Witt appeared as the character Elaine Clayton in Cowgirls 'n Angels (2012), and in 2013, co-starred in the independent film Cold Turkey (opposite Peter Bogdanovich and Cheryl Hines); therein, she additionally performed an original musical piece over the end credits. Her dramatic performance in this film was critically acclaimed, with New York Magazines David Edelstein proclaiming her turn one of the top performances of 2013. She appeared in four Christmas films in 2013: the feature film Tyler Perry's A Madea Christmas, A Snow Globe Christmas for the Lifetime Channel and A Very Merry Mix-Up as an antique store owner, Alice Chapman for the Hallmark Channel and in 2014, the Hallmark Channel's Christmas at Cartwright's. Also in 2014, Witt appeared in a guest-starring role on the DirecTV series, Kingdom, which aired that October.

In 2014, in the fifth season of the FX series Justified she played Wendy Crowe, the brightest member of a Floridian crime family that gets entangled in the show's events in Kentucky. In April 2016, Witt appeared in two episodes of The Walking Dead; the same month, it was announced that she would also be reprising her role as Gersten Hayward in the 2017 Twin Peaks series. Witt filmed a guest-starring role on season 12 of Supernatural as Lily Sunder, a former enemy of Castiel's. In 2016, Witt joined the cast of ABC's Nashville in a recurring capacity playing established country singer Autumn Chase. Witt performed several songs throughout season four. In 2019, she had a recurring role on the seventh season of Orange Is the New Black as Zelda. She also appeared opposite Rosamund Pike in the 2020 Netflix hit movie I Care A Lot.

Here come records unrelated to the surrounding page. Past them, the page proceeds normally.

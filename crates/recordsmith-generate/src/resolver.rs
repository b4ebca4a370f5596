use rand::seq::IndexedRandom;
use tracing::debug;

use recordsmith_core::{FieldDescriptor, FieldValue, RecordSubtype};

use crate::engine::RecordGenerator;
use crate::errors::GenerationError;
use crate::model::{FieldInclusion, FieldOverrides, ReferenceDepth};

impl RecordGenerator<'_> {
    /// Decide the value of a relationship field on a record of `owner_type`.
    ///
    /// Self references and shared singleton types never create records.
    /// Subtype fields are picked structurally. Anything else is created and
    /// persisted only while `depth` has levels left.
    pub(crate) fn resolve_reference(
        &mut self,
        field: &FieldDescriptor,
        owner_type: &str,
        depth: ReferenceDepth,
    ) -> Result<FieldValue, GenerationError> {
        let value = match field.primary_target() {
            None => FieldValue::Null,
            Some(target)
                if target.eq_ignore_ascii_case(owner_type) || self.config.is_singleton(target) =>
            {
                self.singleton_reference(field, target)?
            }
            Some(target) if target.eq_ignore_ascii_case(&self.config.subtype_type) => {
                self.select_subtype(owner_type)?
            }
            Some(target) => match depth.descend() {
                Some(child_depth) => self.generate_reference(target, child_depth)?,
                None => FieldValue::Null,
            },
        };

        debug!(
            record_type = %owner_type,
            field = %field.name,
            target_type = field.primary_target().unwrap_or(""),
            resolved = !value.is_null(),
            "reference resolved"
        );
        self.stats.record_reference(!value.is_null());
        Ok(value)
    }

    /// Pick an available subtype of `type_name` uniformly at random.
    ///
    /// Returns [`FieldValue::Null`] when the type is unknown or has no
    /// available subtype.
    pub fn select_subtype(&mut self, type_name: &str) -> Result<FieldValue, GenerationError> {
        let Some(type_name) = self.context.metadata_mut().resolve_name(type_name)? else {
            return Ok(FieldValue::Null);
        };
        let descriptor = self.context.metadata_mut().describe(&type_name)?;
        let available: Vec<&RecordSubtype> = descriptor
            .subtypes
            .iter()
            .filter(|subtype| subtype.available)
            .collect();

        Ok(available
            .choose(&mut *self.rng)
            .map(|subtype| FieldValue::Id(subtype.id.clone()))
            .unwrap_or(FieldValue::Null))
    }

    fn singleton_reference(
        &mut self,
        field: &FieldDescriptor,
        target: &str,
    ) -> Result<FieldValue, GenerationError> {
        if field.name.eq_ignore_ascii_case(&self.config.owner_field)
            && target.eq_ignore_ascii_case(&self.config.user_type)
        {
            return Ok(FieldValue::Id(self.context.current_user_id()?));
        }
        if target.eq_ignore_ascii_case(&self.config.profile_type) {
            return Ok(FieldValue::Id(self.context.current_profile_id()?));
        }
        Ok(FieldValue::Null)
    }

    // Children are always required-only; `depth` already accounts for them.
    fn generate_reference(
        &mut self,
        target: &str,
        depth: ReferenceDepth,
    ) -> Result<FieldValue, GenerationError> {
        let Some(record) = self.build(
            target,
            &FieldOverrides::default(),
            FieldInclusion::RequiredOnly,
            depth,
        )?
        else {
            return Ok(FieldValue::Null);
        };
        let id = self.persist(&record)?;
        Ok(FieldValue::Id(id))
    }
}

In 2022, Witt appeared in the crime thriller Alice. In 2024, Witt starred in Oz Perkins's smash hit horror film Longlegs, opposite Maika Monroe and Nicolas Cage; the movie became the most successful independent film of 2024, earning over $128M at the box office alone. Witt has 3 movies filmed and to be released in 2026, including Shiver, and The Big Kill, opposite Skeet Ulrich, Pete Holmes, and Natasha Leggero, from Live Nation Studios and Emmy winning The Daily Show head writer Daniel Radosh, and indie fly fishing drama My Mayfly, from first time director Paula Kay Hornick.

=== Theater ===
Witt made her stage debut in 2001, at Los Angeles' historic Tiffany Theater, in Robbie Fox's musical The Gift, in which she played a high-priced, albeit disease-carrying, stripper.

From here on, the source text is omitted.